In Europa muoiono ogni anno 35mila persone a causa della resistenza dei batteri agli antibiotici e l’Italia, purtroppo, su questo ambito detiene il primato: sono infatti 12mila i decessi a causa dell’antibiotico-resistenza. Morti che in parte si potrebbero evitare. Basti pensare che sarebbe possibile ridurre 135mila-210 mila infezioni ospedaliere annuali con una maggiore cura igienica e salvare 2.000 persone all’anno.
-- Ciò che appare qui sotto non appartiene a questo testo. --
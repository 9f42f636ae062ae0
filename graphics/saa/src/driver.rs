//! Engine context and pixmap lifecycle
//!
//! One `Saa` exists per screen. It owns the pixmap side table, the transient
//! copy state and the deferred-upload queue, and it is the object the host's
//! dispatch layer delegates drawing callbacks into.

use alloc::collections::BTreeMap;
use alloc::sync::Arc;
use alloc::vec::Vec;
use core::sync::atomic::{AtomicU32, Ordering};
use spin::{Mutex, RwLock};

use crate::copy::CopyState;
use crate::device::Device;
use crate::pixmap::{BackingFlags, Pixmap, PixmapId, PixmapInfo};
use crate::surface::Accel;
use crate::{Error, Result, ACCEL_VERSION_MAJOR};

/// Engine configuration
#[derive(Debug, Clone, Copy, Default)]
pub struct SaaOptions {
    /// Use direct buffer-descriptor DMA when a pixmap is DMA-backed instead
    /// of routing transfers through the acceleration library
    pub direct_dma: bool,
}

/// Per-screen engine context
pub struct Saa {
    pub(crate) device: Arc<dyn Device>,
    pub(crate) accel: Option<Arc<dyn Accel>>,
    pub(crate) pixmaps: RwLock<BTreeMap<PixmapId, Arc<Pixmap>>>,
    pub(crate) copy_state: Mutex<CopyState>,
    /// Pixmaps whose shadow content still needs uploading for direct
    /// rendering consumers
    pub(crate) sync_queue: Mutex<Vec<Arc<Pixmap>>>,
    pub(crate) fence_ring: Mutex<alloc::collections::VecDeque<u64>>,
    pub(crate) direct_dma: bool,
    next_pixmap: AtomicU32,
    pub(crate) next_scanout: AtomicU32,
}

impl Saa {
    /// Create the engine for one screen.
    ///
    /// A missing or major-version-incompatible acceleration library is not
    /// fatal: the engine degrades to system-memory operation and every
    /// surface-dependent path reports `Error::NoAccel` or falls back.
    pub fn new(device: Arc<dyn Device>, accel: Option<Arc<dyn Accel>>, options: SaaOptions) -> Self {
        let accel = accel.filter(|a| {
            let (major, minor) = a.version();
            if major != ACCEL_VERSION_MAJOR {
                log::warn!(
                    "Incompatible acceleration interface {}.{}, disabling 3D",
                    major,
                    minor
                );
                false
            } else {
                true
            }
        });

        Self {
            device,
            accel,
            pixmaps: RwLock::new(BTreeMap::new()),
            copy_state: Mutex::new(CopyState::new()),
            sync_queue: Mutex::new(Vec::new()),
            fence_ring: Mutex::new(alloc::collections::VecDeque::new()),
            direct_dma: options.direct_dma,
            next_pixmap: AtomicU32::new(1),
            next_scanout: AtomicU32::new(1),
        }
    }

    /// Whether surface-backed operation is available
    pub fn has_accel(&self) -> bool {
        self.accel.is_some()
    }

    /// Stride in bytes for a row of `width` pixels at `bpp`, rounded up to
    /// whole 32-bit words as the windowing system computes it
    pub fn pitch_for(width: u32, bpp: u32) -> u32 {
        ((width * bpp + 31) >> 5) * 4
    }

    /// Track a new pixmap. Storage is lazy; system memory starts as the
    /// authoritative backing.
    pub fn create_pixmap(&self, width: u32, height: u32, depth: u32, bpp: u32) -> Result<Arc<Pixmap>> {
        if width == 0 || height == 0 || depth == 0 || bpp == 0 {
            return Err(Error::InvalidParameter);
        }

        let info = PixmapInfo {
            width,
            height,
            depth,
            bpp,
            pitch: Self::pitch_for(width, bpp),
        };

        let id = PixmapId(self.next_pixmap.fetch_add(1, Ordering::SeqCst));
        let pixmap = Arc::new(Pixmap::new(id, info));
        self.pixmaps.write().insert(id, pixmap.clone());
        Ok(pixmap)
    }

    /// Look up a tracked pixmap by id
    pub fn pixmap(&self, id: PixmapId) -> Option<Arc<Pixmap>> {
        self.pixmaps.read().get(&id).cloned()
    }

    /// Untrack a pixmap and free its storage. Scanout boxes still holding a
    /// reference keep the record alive until they are unbound.
    pub fn destroy_pixmap(&self, pixmap: &Arc<Pixmap>) {
        {
            let mut state = pixmap.state.lock();
            state.backing = BackingFlags::empty();
            state.free_unused_storage();
            state.remove_present();
            state.damage = false;
            state.dirty_hw.clear();
            state.dirty_shadow.clear();

            if state.dri2_fronts != 0 {
                log::error!("Incorrect dri2 front count.");
            }
            state.sync_queued = false;
        }

        self.sync_queue
            .lock()
            .retain(|p| !Arc::ptr_eq(p, pixmap));
        self.pixmaps.write().remove(&pixmap.id);
    }

    /// Apply a header modification: new geometry, with zero meaning "keep
    /// the current value". Existing backings are resized and the overlapping
    /// top-left rectangle is preserved.
    ///
    /// Externally-owned pixel storage is not supported: the record drops all
    /// backings and the caller must treat the pixmap as untracked.
    pub fn modify_header(
        &self,
        pixmap: &Arc<Pixmap>,
        width: u32,
        height: u32,
        depth: u32,
        bpp: u32,
        external_data: bool,
    ) -> Result<()> {
        if external_data {
            let mut state = pixmap.state.lock();
            state.backing = BackingFlags::empty();
            state.free_unused_storage();
            return Err(Error::InvalidParameter);
        }

        let (old_pitch, old_height) = {
            let mut state = pixmap.state.lock();
            let old = state.info;

            let width = if width == 0 { old.width } else { width };
            let height = if height == 0 { old.height } else { height };
            let depth = if depth == 0 { old.depth } else { depth };
            let bpp = if bpp == 0 { old.bpp } else { bpp };

            state.info = PixmapInfo {
                width,
                height,
                depth,
                bpp,
                pitch: Self::pitch_for(width, bpp),
            };

            if state.backing.is_empty() {
                state.backing = BackingFlags::SYSMEM;
            }

            (old.pitch, old.height)
        };

        // Resize copy errors only cost pixels outside the overlap; they show
        // up as rendering artefacts, not failures.
        if self.resize(pixmap, old_pitch, old_height).is_err() {
            log::error!("Failed pixmap resize copy.");
        }

        let mut state = pixmap.state.lock();
        state.add_damage();
        state.free_unused_storage();
        Ok(())
    }

    /// Take a direct-rendering front-buffer reference
    pub fn dri2_front_ref(&self, pixmap: &Arc<Pixmap>) {
        pixmap.state.lock().dri2_fronts += 1;
    }

    /// Drop a direct-rendering front-buffer reference
    pub fn dri2_front_unref(&self, pixmap: &Arc<Pixmap>) {
        let mut state = pixmap.state.lock();
        if state.dri2_fronts == 0 {
            log::error!("Incorrect dri2 front count.");
            return;
        }
        state.dri2_fronts -= 1;
    }

    /// Called when a drawing operation on `pixmap` completes. Direct
    /// rendering front buffers are brought up to date on the surface
    /// immediately; on transfer failure the pixmap is queued for
    /// `flush_queued`.
    pub fn operation_complete(&self, pixmap: &Arc<Pixmap>) {
        let upload = {
            let state = pixmap.state.lock();
            if state.surface.is_none() || state.dri2_fronts == 0 {
                return;
            }
            state.dirty_shadow.clone()
        };
        if upload.is_empty() {
            return;
        }

        if self.upload_to_hw(pixmap, &upload).is_ok() {
            pixmap.state.lock().dirty_shadow.subtract(&upload);
        } else {
            let mut state = pixmap.state.lock();
            if !state.sync_queued {
                state.sync_queued = true;
                drop(state);
                self.sync_queue.lock().push(pixmap.clone());
            }
        }
    }

    /// Drain the deferred-upload queue, clearing shadow dirt for every
    /// pixmap whose upload succeeds
    pub fn flush_queued(&self) {
        let queued: Vec<Arc<Pixmap>> = self.sync_queue.lock().clone();

        for pixmap in queued {
            let upload = pixmap.state.lock().dirty_shadow.clone();
            if self.upload_to_hw(&pixmap, &upload).is_ok() {
                let mut state = pixmap.state.lock();
                state.dirty_shadow.subtract(&upload);
                state.sync_queued = false;
                drop(state);
                self.sync_queue.lock().retain(|p| !Arc::ptr_eq(p, &pixmap));
            }
        }
    }
}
I dati sono stati diffusi in occasione della giornata europea per la lotta all’antibioticoresistenza, che ricorre il 18 novembre, dall’ECDC- European Centre for Disease Prevention and Control, elaborati per l’Italia da Aifa, l’Agenzia italiana del farmaco. Se non si rallenta la tendenza all’antibiotico-resistenza ciò provocherà oltre 39 milioni di morti nel mondo e sarà la prima causa di morte nel nostro Paese.
I batteri più diffusi
In cima alla classifica dei batteri più diffusi c’è la Klebsiella, che infetta le vie urinarie e provoca un’alta mortalità: il 50% dei casi; a seguire lo Pseudomonas che provoca infezioni osteoarticolari con mortalità ancora più elevata, il 70%; l’escherichia coli che porta diarrea anche sanguinolenta; il clostridium, che prolifera nell’intestino con una mortalità a 30 giorni vicina al 30%.
Numeri che allarmano
Secondo il rapporto dell’Ecdc elaborato da Aifa, nel biennio 2022-23, 430mila ricoverati nel nostro Paese hanno contratto un’infezione: l’8,2% del totale dei pazienti, rispetto a una media dell’Unione europea del 6,5%. Il nostro Paese si distingue anche per l’uso massiccio di antibiotici, che vengono somministrati al 44,7% dei degenti a fronte di una media europea del 33,7%. Questo impiego diffuso di antimicrobici ha un suo contraltare: fa nascere superbatteri resistenti agli stessi medicinali.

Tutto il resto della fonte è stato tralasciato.